Ondřej has spent his whole life working in analytics. He has worked in many different roles: from hands-on developer to manager leading a team responsible for project implementation and IT analytical landscape operation. He was on the customer side, receiving advice from a consultant, but he has also worn the consultant hat, advising clients on analytical issues across sectors. Thanks to his economic background, he has a unique view of analytical projects. He can combine the aspect of technology, the delivery approach, and an understanding of data with an economist’s perspective to ensure the best possible results for analytical insight consumers. Ondrej graduated from the University of Economics in Prague. Outside of his standard career, Ondrej has worked as a tutor for various educational programmes organized by different entities

Ondřej Kubera

Ondřej Kubera

Ondřej has spent most of his career in IT delivery and consulting, focusing on analytics, including areas such as business intelligence, information management, and data governance. He is passionate about bridging the gap between the business and technical perspectives in the data analytics domain. He graduated from the Czech Technical University in Prague and has experience from a variety of hands-on engineering, as well as client-facing and managerial roles. He has led, designed, and consulted analytics initiatives in major consulting firms, a boutique data intelligence company, and a global pharma company. Most of his analytics projects were international.

David Bednář

David Bednář

David loves data and its presentation, and he has spent most of his career in the analytics area.
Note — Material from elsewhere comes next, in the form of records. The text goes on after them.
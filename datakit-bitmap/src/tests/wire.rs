use alloc::vec::Vec;

use crate::{
    serialize::peek_len,
    Bitmap,
    ContainerKind,
    Error,
};

fn round_trip(set: &Bitmap) -> Bitmap {
    let bytes = set.to_bytes();
    assert_eq!(peek_len(&bytes).unwrap(), bytes.len());
    let (back, used) = Bitmap::deserialize(&bytes).unwrap();
    assert_eq!(used, bytes.len());
    back
}

#[test]
fn array_form_round_trips() {
    let set: Bitmap = [0u16, 7, 300, 65535].into_iter().collect();
    assert_eq!(set.stats().kind, ContainerKind::Array);
    let back = round_trip(&set);
    assert_eq!(back.stats().kind, ContainerKind::Array);
    assert_eq!(back, set);
    assert_eq!(set.to_bytes().len(), 1 + 2 + 4 * 2);
}

#[test]
fn dense_form_round_trips() {
    let mut set = Bitmap::new();
    for value in 0..5000u16 {
        set.insert(value.wrapping_mul(7));
    }
    assert_eq!(set.stats().kind, ContainerKind::Bitmap);
    assert_eq!(set.to_bytes().len(), 1 + 8192);
    let back = round_trip(&set);
    assert_eq!(back.stats().kind, ContainerKind::Bitmap);
    assert_eq!(back, set);
}

#[test]
fn runs_form_round_trips() {
    let mut set = Bitmap::new();
    set.insert_range(10..20000).unwrap();
    set.insert_range(30000..31000).unwrap();
    assert_eq!(set.stats().kind, ContainerKind::Runs);
    assert_eq!(set.to_bytes().len(), 1 + 2 + 2 * 4);
    let back = round_trip(&set);
    assert_eq!(back.stats().kind, ContainerKind::Runs);
    assert_eq!(back, set);
}

#[test]
fn full_domain_run_splits_on_the_wire() {
    let mut set = Bitmap::new();
    set.insert_range(0..65536).unwrap();
    assert_eq!(set.stats().kind, ContainerKind::Runs);
    let bytes = set.to_bytes();
    // Two wire runs of 32768 elements each.
    assert_eq!(bytes.len(), 1 + 2 + 2 * 4);
    let back = round_trip(&set);
    assert_eq!(back.cardinality(), 65536);
    assert_eq!(back.stats().kind, ContainerKind::Runs);
}

#[test]
fn empty_set_round_trips() {
    let set = Bitmap::new();
    let back = round_trip(&set);
    assert!(back.is_empty());
    assert_eq!(back.stats().kind, ContainerKind::Array);
}

#[test]
fn malformed_inputs_are_format_errors() {
    assert_eq!(Bitmap::deserialize(&[]), Err(Error::UnexpectedEnd));
    assert_eq!(Bitmap::deserialize(&[9]), Err(Error::UnknownContainer(9)));

    // Array payload that claims more values than it carries.
    assert_eq!(
        Bitmap::deserialize(&[0, 10, 0, 1, 0]),
        Err(Error::UnexpectedEnd)
    );
    // Array payload out of order.
    assert_eq!(
        Bitmap::deserialize(&[0, 2, 0, 5, 0, 5, 0]),
        Err(Error::Malformed)
    );
    // Truncated dense payload.
    let mut short = Vec::new();
    short.push(1u8);
    short.extend_from_slice(&[0xff; 100]);
    assert_eq!(Bitmap::deserialize(&short), Err(Error::UnexpectedEnd));
    // Zero-length run.
    assert_eq!(
        Bitmap::deserialize(&[2, 1, 0, 5, 0, 0, 0]),
        Err(Error::Malformed)
    );
    // Overlapping runs.
    assert_eq!(
        Bitmap::deserialize(&[2, 2, 0, 10, 0, 20, 0, 5, 0, 10, 0]),
        Err(Error::Malformed)
    );
}

#[test]
fn foreign_kind_choices_are_accepted() {
    // A writer may pick a different form than we would; a two-member runs
    // payload must still decode as runs.
    let bytes = [2u8, 2, 0, 1, 0, 3, 0, 9, 0, 2, 0];
    let (set, used) = Bitmap::deserialize(&bytes).unwrap();
    assert_eq!(used, bytes.len());
    assert_eq!(set.stats().kind, ContainerKind::Runs);
    assert_eq!(set.to_vec(), [1, 2, 3, 9, 10]);
}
He benefits from experience from both the academic and the business spheres, where he works on projects that further develop his robust technological background. He is a person who likes to develop anything new and innovative, who can define new architectures and patterns, or lead young talents to growth. David graduated from the Technical University of Ostrava focusing on data management and custom data structures, where he helped with research of multidimensional data structures as a member of the Database Research Group. He has worked for international companies as a business intelligence consultant or architect, mainly focusing on improving solutions with the help of new methods and principles

Martin Potančok

Martin Potančok

Martin supports data-inspired decisions in commercial and research projects. He has experience in software development and analytics. He has worked as a business analyst and project manager on software projects delivering mainly budgeting and reporting systems for international companies. Recently, he has been working as a business analyst on data and analytics projects. At the Prague University of Economics and Business, he is in charge of data activities and research projects organized in cooperation with the Faculty of Informatics and Statistics. Specifically, he has been part of the team organizing the Data Festival, Data & Business activities, and projects to expand business capabilities using IT and analytics. He received the Josef Hlávka Award in 2015 and holds a PhD in Applied Informatics from the Prague University of Economics and Business.

Ota Novotný

Ota Novotný

Ota has over twenty years of practical experience in data and business analytics. He helps people understand the importance and principles of data analytics in both academic and business projects and shows them how to use them in their professional lives. He has already supported thousands of people, helping them familiarize themselves with this modern and increasingly promising area of interest, and a large proportion of them have chosen data analytics as their career path. He is always looking for new ways to harness the potential of data and the associated data analytics for modern business. He is the author or co-author of a number of books, conference papers, and articles in professional journals. Since 2015, he has also devoted his time to the xPORT Business Accelerator, a modern startup business centre at the Prague University of Economics and Business. He has been awarded the Associate Professor degree, as well as a PhD in Informatics at the Prague University of Economics and Business, where he defended his thesis related to the role and deployment of data analytics in corporate governance.